The length of the sentence
[6] Our starting point is that the sheriff was correct in concluding that a custodial sentence was the appropriate disposal in this case albeit there may be mitigating factors in the history of the appellant.

[7] Counsel for the appellant did not seek to minimise the seriousness of the offence to which the appellant pled guilty namely assault to injury and permanent disfigurement. We note the description of the offence given by the sheriff in his report. The victim B and his two friends

"were not significantly under the influence of drink. They had bought their first drink and were standing at the bar, there being no vacant seats, when the appellant barged into them. He was 'jumping about'. When they complained about his behaviour, he immediately became aggressive and threatened to assault them. One of the group of three put his hand on the bottle the appellant was holding to prevent him using it and in an effort to calm him down. That seemed to dispel the immediate aggression and the three young men took a deliberate decision to move a distance away from the appellant to avoid him. But he followed them and deliberately barged into them again. He then struck B hard on the head with a bottle which he lifted from the bar. There was then a bit of a wrestling match involving B and the appellant and B fell to the floor. He was bleeding heavily from a head wound. The appellant punched him several times on the face and then various people intervened to prevent him hitting B further".

 

[8] We have no hesitation in condemning the behaviour of the appellant. Even if the appellant had not had the previous conviction for an offence involving assault some 6 years earlier, we consider that the nature and circumstances of the offence would probably have made a custodial sentence inevitable in order to punish and deter drunken behaviour involving unprovoked assault with a bottle in a public place. We consider that the sheriff in his sentencing decision was also entitled to take into account the one previous conviction of the appellant albeit it should be noted that it is to the credit of the appellant that he led a useful and productive life for a period of some 6 years following said conviction.

[9] In considering the appropriate length of custodial sentence, we consider that the sheriff fell into error in that he did not give sufficient weight to the general conclusions of the social work report, the many years of productive and law abiding behaviour of the appellant, the appellant's attempts to deal with his problems proactively, his genuine remorse and the effect that a custodial sentence of any length is likely to have on the appellant.

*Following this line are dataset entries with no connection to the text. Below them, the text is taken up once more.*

//! Name index over every loaded unit, used to resolve named type references
//! during marker extraction.

use std::collections::HashMap;

use super::decl::{Declaration, InterfaceDecl, TypeAliasDecl};
use super::source::SourceUnit;

/// What a named type reference resolves to
#[derive(Debug, Clone, Copy)]
pub enum NamedType<'a> {
    Alias(&'a TypeAliasDecl),
    Interface(&'a InterfaceDecl),
}

/// Cross-unit index of interfaces and type aliases by name.
///
/// Imports are flat in the source model, so a single global namespace is
/// enough: the frontend has already resolved module paths.
pub struct TypeIndex<'a> {
    by_name: HashMap<&'a str, NamedType<'a>>,
}

impl<'a> TypeIndex<'a> {
    pub fn build(units: &'a [SourceUnit]) -> Self {
        let mut by_name = HashMap::new();
        for unit in units {
            for decl in &unit.declarations {
                match decl {
                    Declaration::Interface(i) => {
                        by_name.insert(i.name.as_str(), NamedType::Interface(i));
                    }
                    Declaration::TypeAlias(t) => {
                        by_name.insert(t.name.as_str(), NamedType::Alias(t));
                    }
                    _ => {}
                }
            }
        }
        Self { by_name }
    }

    pub fn lookup(&self, name: &str) -> Option<NamedType<'a>> {
        self.by_name.get(name).copied()
    }

    pub fn len(&self) -> usize {
        self.by_name.len()
    }

    pub fn is_empty(&self) -> bool {
        self.by_name.is_empty()
    }
}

We consider that the appellant is genuinely motivated to address his problems with alcohol and avoid reoffending behaviour.

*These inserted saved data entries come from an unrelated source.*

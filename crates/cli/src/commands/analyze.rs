use anyhow::Result;
use wirec_codegen::Engine;

/// Print the diagnostic report for the current configuration
pub fn run(engine: &Engine, json: bool) -> Result<()> {
    let analysis = engine.analyze()?;
    let report = &analysis.diagnostics;

    if json {
        println!("{}", serde_json::to_string_pretty(report)?);
        return Ok(());
    }

    println!("Project: {}", engine.options().project);
    println!("Services discovered: {}", report.total_services);
    println!(
        "Validation: {}",
        if report.is_valid { "ok" } else { "FAILED" }
    );
    if analysis.skipped_units > 0 {
        println!("Skipped units: {}", analysis.skipped_units);
    }

    if !report.missing_dependencies.is_empty() {
        println!("\nMissing dependencies:");
        for missing in &report.missing_dependencies {
            println!("  {} required by {}", missing.token, missing.owner);
        }
    }

    if !report.circular_dependencies.is_empty() {
        println!("\nCircular dependencies:");
        for cycle in &report.circular_dependencies {
            println!("  {}", cycle.join(" -> "));
        }
    }

    if !report.warnings.is_empty() {
        println!("\nWarnings:");
        for warning in &report.warnings {
            println!("  {}", warning);
        }
    }

    println!("\nCoupling:");
    println!("  Longest dependency chain: {}", report.coupling_stats.max_depth);
    let mut hotspots: Vec<(&String, &usize)> = report.coupling_stats.fan_in.iter().collect();
    hotspots.sort_by(|a, b| b.1.cmp(a.1).then(a.0.cmp(b.0)));
    for (token, fan_in) in hotspots.iter().take(5) {
        let fan_out = report.coupling_stats.fan_out.get(*token).unwrap_or(&0);
        println!("  {}  in={} out={}", token, fan_in, fan_out);
    }

    Ok(())
}
//! Declarations of the scanned source language.

use serde::{Deserialize, Serialize};

use super::expr::Stmt;
use super::types::{PropertySig, TypeExpr};

/// A top-level declaration in a source unit
#[derive(Debug, Clone, PartialEq, Serialize, Deserialize)]
#[serde(tag = "kind", rename_all = "camelCase")]
pub enum Declaration {
    Class(ClassDecl),
    Interface(InterfaceDecl),
    TypeAlias(TypeAliasDecl),
    Function(FunctionDecl),
}

impl Declaration {
    pub fn name(&self) -> &str {
        match self {
            Self::Class(c) => &c.name,
            Self::Interface(i) => &i.name,
            Self::TypeAlias(t) => &t.name,
            Self::Function(f) => &f.name,
        }
    }
}

/// An annotation attached to a declaration, e.g. `@Service("singleton")`
#[derive(Debug, Clone, PartialEq, Serialize, Deserialize)]
pub struct Annotation {
    pub name: String,
    #[serde(default, skip_serializing_if = "Vec::is_empty")]
    pub args: Vec<String>,
}

impl Annotation {
    pub fn new(name: impl Into<String>) -> Self {
        Self {
            name: name.into(),
            args: Vec::new(),
        }
    }

    pub fn with_arg(name: impl Into<String>, arg: impl Into<String>) -> Self {
        Self {
            name: name.into(),
            args: vec![arg.into()],
        }
    }
}

/// Reference to a base class, e.g. `extends EntityRepository<User>`
#[derive(Debug, Clone, PartialEq, Serialize, Deserialize)]
pub struct BaseRef {
    pub name: String,
    #[serde(default, skip_serializing_if = "Vec::is_empty")]
    pub type_args: Vec<TypeExpr>,
}

/// A class declaration
#[derive(Debug, Clone, PartialEq, Serialize, Deserialize)]
#[serde(rename_all = "camelCase")]
pub struct ClassDecl {
    pub name: String,
    #[serde(default, skip_serializing_if = "Vec::is_empty")]
    pub annotations: Vec<Annotation>,
    #[serde(default, skip_serializing_if = "Vec::is_empty")]
    pub implements: Vec<String>,
    #[serde(default, skip_serializing_if = "Option::is_none")]
    pub extends: Option<BaseRef>,
    #[serde(default, skip_serializing_if = "Vec::is_empty")]
    pub type_params: Vec<String>,
    #[serde(default, skip_serializing_if = "Vec::is_empty")]
    pub constructor_params: Vec<Param>,
    /// Typed state shape the service declares, addressable as a state token
    #[serde(default, skip_serializing_if = "Option::is_none")]
    pub state_type: Option<TypeExpr>,
    #[serde(default, skip_serializing_if = "Vec::is_empty")]
    pub methods: Vec<String>,
}

impl ClassDecl {
    pub fn annotation(&self, name: &str) -> Option<&Annotation> {
        self.annotations.iter().find(|a| a.name == name)
    }

    /// Whether the class exposes mount/unmount lifecycle callbacks
    pub fn has_lifecycle(&self) -> bool {
        self.methods.iter().any(|m| m == "mount") && self.methods.iter().any(|m| m == "unmount")
    }
}

/// An interface declaration
#[derive(Debug, Clone, PartialEq, Serialize, Deserialize)]
#[serde(rename_all = "camelCase")]
pub struct InterfaceDecl {
    pub name: String,
    #[serde(default, skip_serializing_if = "Vec::is_empty")]
    pub properties: Vec<PropertySig>,
    #[serde(default, skip_serializing_if = "Vec::is_empty")]
    pub extends: Vec<String>,
}

/// A type alias declaration
#[derive(Debug, Clone, PartialEq, Serialize, Deserialize)]
#[serde(rename_all = "camelCase")]
pub struct TypeAliasDecl {
    pub name: String,
    pub ty: TypeExpr,
}

/// A function-like declaration; transformation candidates are functions whose
/// first parameter carries injection markers
#[derive(Debug, Clone, PartialEq, Serialize, Deserialize)]
#[serde(rename_all = "camelCase")]
pub struct FunctionDecl {
    pub name: String,
    #[serde(default, skip_serializing_if = "Vec::is_empty")]
    pub params: Vec<Param>,
    #[serde(default, skip_serializing_if = "Vec::is_empty")]
    pub body: Vec<Stmt>,
}

/// A parameter: a binding plus its declared type
#[derive(Debug, Clone, PartialEq, Serialize, Deserialize)]
pub struct Param {
    pub binding: Binding,
    pub ty: TypeExpr,
}

/// How a parameter binds its value
#[derive(Debug, Clone, PartialEq, Serialize, Deserialize)]
#[serde(tag = "kind", rename_all = "camelCase")]
pub enum Binding {
    Name { name: String },
    Destructure { elements: Vec<BindingElement> },
}

/// One element of a destructuring pattern; `nested` holds sub-patterns
#[derive(Debug, Clone, PartialEq, Serialize, Deserialize)]
#[serde(rename_all = "camelCase")]
pub struct BindingElement {
    pub property: String,
    #[serde(default, skip_serializing_if = "Option::is_none")]
    pub alias: Option<String>,
    #[serde(default, skip_serializing_if = "Option::is_none")]
    pub nested: Option<Vec<BindingElement>>,
}

impl BindingElement {
    pub fn simple(property: impl Into<String>) -> Self {
        Self {
            property: property.into(),
            alias: None,
            nested: None,
        }
    }

    pub fn aliased(property: impl Into<String>, alias: impl Into<String>) -> Self {
        Self {
            property: property.into(),
            alias: Some(alias.into()),
            nested: None,
        }
    }

    pub fn nested(property: impl Into<String>, elements: Vec<BindingElement>) -> Self {
        Self {
            property: property.into(),
            alias: None,
            nested: Some(elements),
        }
    }

    /// The name this element binds locally (alias wins over property name)
    pub fn bound_name(&self) -> &str {
        self.alias.as_deref().unwrap_or(&self.property)
    }
}
use anyhow::Result;
use wirec_codegen::Engine;

/// Run one full generation pass
pub fn run(engine: &Engine) -> Result<()> {
    let report = engine.run()?;

    if report.reused {
        println!(
            "✅ configuration {} unchanged, reusing {}",
            report.fingerprint,
            report.artifact_dir.display()
        );
        return Ok(());
    }

    println!(
        "✅ generated {} ({} service(s), {} candidate(s))",
        report.fingerprint,
        report.diagnostics.total_services,
        report.transformed_candidates.len()
    );
    println!("   Artifacts: {}", report.artifact_dir.display());

    for (candidate, message) in &report.candidate_errors {
        println!("⚠️  {} skipped: {}", candidate, message);
    }
    if report.skipped_units > 0 {
        println!("⚠️  {} malformed unit(s) skipped", report.skipped_units);
    }
    Ok(())
}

[10] Counsel for the appellant referred us to a number of cases involving appeals against sentence namely Sam McCarthy 10 June 2011 (XC178/11), Jamie Barr 22 July 2010 (XC267/10) and Robert Lynch 23 July 2010 (XJ488/10). These cases also illustrate that a custodial sentence which might be appropriate in relation to the circumstances of an offence is not automatically the correct sentencing solution. The court must always have regard to the individual circumstances of the offender and the potential risk he poses to the public.

[11] As we have stated, the appellant in this case is considered to be a low risk to the public. In addition there are a number of circumstances to which we have referred which, when taken together, point to the conclusion that the sentence imposed by the sheriff was excessive.

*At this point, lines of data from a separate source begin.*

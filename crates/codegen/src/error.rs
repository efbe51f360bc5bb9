use thiserror::Error;
use wirec_core::EngineError;

/// Error type for the codegen crate
#[derive(Debug, Error)]
pub enum CodegenError {
    #[error("IO error: {0}")]
    Io(#[from] std::io::Error),

    #[error("JSON error: {0}")]
    Json(#[from] serde_json::Error),

    #[error(transparent)]
    Core(#[from] EngineError),

    #[error("Configuration error: {message}")]
    Configuration { message: String },

    #[error("Template error: {message}")]
    Template { message: String },

    #[error("Artifact directory is locked: {path}")]
    Locked { path: String },

    #[error("Validation failed with {} error(s): {}", errors.len(), errors.join("; "))]
    Validation { errors: Vec<String> },

    #[error("Failed to transform '{candidate}': {message}")]
    Transformation { candidate: String, message: String },
}

impl CodegenError {
    pub fn configuration(message: impl Into<String>) -> Self {
        Self::Configuration {
            message: message.into(),
        }
    }

    pub fn transformation(candidate: impl Into<String>, message: impl Into<String>) -> Self {
        Self::Transformation {
            candidate: candidate.into(),
            message: message.into(),
        }
    }
}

[12] There is no dispute about the discount in this case. The sheriff granted a discount of one third. We consider that is appropriate. Approaching the matter broadly, taking into account all the circumstances including the requirement for deterrence and punishment, we quash the sentence of the sheriff. We have concluded that a custodial sentence prior to discount, of 18 months, is appropriate. We discount that by a third in respect of the early guilty plea by the appellant and the utilitarian value thereof. We therefor impose a custodial sentence of 12 months in substitution for the sentence of 20 months imposed by the sheriff.